This study has certain limitations. First, it was a qualitative study assessing nursing-related barriers to providing VTE chemoprophylaxis at a single institution, and the results cannot be generalized broadly. However, the techniques and results are transferable to other hospital settings and other clinical care situations. Thus, we believe that other institutions can utilize our methods and that similar lessons can be learned and applied.
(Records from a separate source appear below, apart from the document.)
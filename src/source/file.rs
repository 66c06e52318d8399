//! Filesystem template source: one snippet per `*.snippet.toml` / `*.snippet.json` file.

use crate::error::SourceError;
use crate::snippet::Snippet;
use crate::source::{SearchScope, TemplateSource, Templates};
use serde::{Deserialize, Serialize};
use std::path::{Path, PathBuf};
use tracing::trace;
use walkdir::WalkDir;

/// Serialization of a template or output file.
#[derive(Debug, Clone, Copy, Serialize, Deserialize, PartialEq, Eq, Default)]
#[serde(rename_all = "lowercase")]
pub enum TemplateFormat {
    #[default]
    Toml,
    Json,
}

impl TemplateFormat {
    pub fn extension(self) -> &'static str {
        match self {
            TemplateFormat::Toml => "toml",
            TemplateFormat::Json => "json",
        }
    }

    fn from_path(path: &Path) -> Option<Self> {
        match path.extension()?.to_str()?.to_ascii_lowercase().as_str() {
            "toml" => Some(TemplateFormat::Toml),
            "json" => Some(TemplateFormat::Json),
            _ => None,
        }
    }

    pub fn parse(self, text: &str) -> Result<Snippet, String> {
        match self {
            TemplateFormat::Toml => toml::from_str(text).map_err(|e| e.to_string()),
            TemplateFormat::Json => serde_json::from_str(text).map_err(|e| e.to_string()),
        }
    }

    pub fn render(self, snippet: &Snippet) -> Result<String, String> {
        match self {
            TemplateFormat::Toml => toml::to_string_pretty(snippet).map_err(|e| e.to_string()),
            TemplateFormat::Json => serde_json::to_string_pretty(snippet).map_err(|e| e.to_string()),
        }
    }
}

/// Walks a directory for template files, in file-name order.
#[derive(Debug, Clone)]
pub struct FileTemplateSource {
    /// File-name suffixes that mark a template (e.g. `.snippet.toml`)
    pub extensions: Vec<String>,
    /// Whether to follow symbolic links (default: false)
    pub follow_symlinks: bool,
    /// Directories never descended into (e.g. the output directory)
    pub excluded: Vec<PathBuf>,
}

impl Default for FileTemplateSource {
    fn default() -> Self {
        Self {
            extensions: vec![".snippet.toml".to_string(), ".snippet.json".to_string()],
            follow_symlinks: false,
            excluded: Vec::new(),
        }
    }
}

impl FileTemplateSource {
    pub fn new() -> Self {
        Self::default()
    }

    pub fn with_extensions(extensions: Vec<String>) -> Self {
        Self {
            extensions,
            ..Self::default()
        }
    }

    /// Skips `directory` and everything below it.
    pub fn excluding(mut self, directory: impl Into<PathBuf>) -> Self {
        self.excluded.push(directory.into());
        self
    }

    fn is_excluded(&self, directory: &Path) -> bool {
        self.excluded.iter().any(|excluded| {
            excluded == directory
                || matches!(
                    (excluded.canonicalize(), directory.canonicalize()),
                    (Ok(a), Ok(b)) if a == b
                )
        })
    }

    /// Returns the matched suffix when `path` names a template file.
    fn template_suffix(&self, path: &Path) -> Option<String> {
        let name = path.file_name()?.to_str()?.to_ascii_lowercase();
        self.extensions
            .iter()
            .find(|ext| name.ends_with(&ext.to_ascii_lowercase()))
            .cloned()
    }
}

impl TemplateSource for FileTemplateSource {
    fn load(&self, root: &Path, scope: SearchScope) -> Result<Templates, SourceError> {
        if !root.is_dir() {
            return Err(SourceError::RootNotFound(root.to_path_buf()));
        }

        let max_depth = match scope {
            SearchScope::TopDirectoryOnly => 1,
            SearchScope::AllDirectories => usize::MAX,
        };
        let walker = WalkDir::new(root)
            .follow_links(self.follow_symlinks)
            .max_depth(max_depth)
            .sort_by_file_name();

        let source = self.clone();
        let filter = self.clone();
        let walker = walker.into_iter().filter_entry(move |entry| {
            let skip = entry.depth() > 0 && entry.file_type().is_dir() && filter.is_excluded(entry.path());
            if skip {
                trace!(path = %entry.path().display(), "Skipping excluded directory");
            }
            !skip
        });
        let templates = walker.filter_map(move |entry| {
            let entry = match entry {
                Ok(entry) => entry,
                Err(e) => {
                    let path = e.path().map(Path::to_path_buf).unwrap_or_default();
                    return Some(Err(SourceError::Walk {
                        path,
                        message: e.to_string(),
                    }));
                }
            };
            if !entry.file_type().is_file() {
                return None;
            }
            let suffix = source.template_suffix(entry.path())?;
            Some(read_template(entry.into_path(), &suffix))
        });

        Ok(Box::new(templates))
    }
}

fn read_template(path: PathBuf, suffix: &str) -> Result<Snippet, SourceError> {
    trace!(path = %path.display(), "Reading template");

    let format = TemplateFormat::from_path(&path).ok_or_else(|| SourceError::Parse {
        path: path.clone(),
        message: "unsupported template extension".to_string(),
    })?;
    let text = std::fs::read_to_string(&path)?;
    let mut snippet = format.parse(&text).map_err(|message| SourceError::Parse {
        path: path.clone(),
        message,
    })?;

    if snippet.file_name_suggestion.is_empty() {
        let name = path
            .file_name()
            .and_then(|n| n.to_str())
            .unwrap_or_default();
        let stem_len = name.len().saturating_sub(suffix.len());
        snippet.file_name_suggestion = name.get(..stem_len).unwrap_or(name).to_string();
    }
    snippet.file_path = Some(path);
    Ok(snippet)
}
Furthermore, the validity of our study is bolstered by concordance between the results of this study and those of other studies conducted on the topic of provision of VTE prophylaxis by nurses.13-15,21 Other studies utilized observations and surveys to determine potential nurse-related barriers to the provision of VTE prophylaxis, such as lack of knowledge and the belief that the need for prophylaxis can be determined based on whether or not the patient is ambulating;13,14 however, by utilizing focus group interviews, we allowed nurses to speak in their own voices about their experiences with VTE prophylaxis, and we were able to delve deeper and identify additional barriers that emerged from discussions with nurses, such as the lack of skill and misconceptions of capability.28,29 Second, the study focused solely on nurses. Additional initiatives are underway to assess the roles of resident physicians, attending physicians, and patients in the provision of VTE prophylaxis.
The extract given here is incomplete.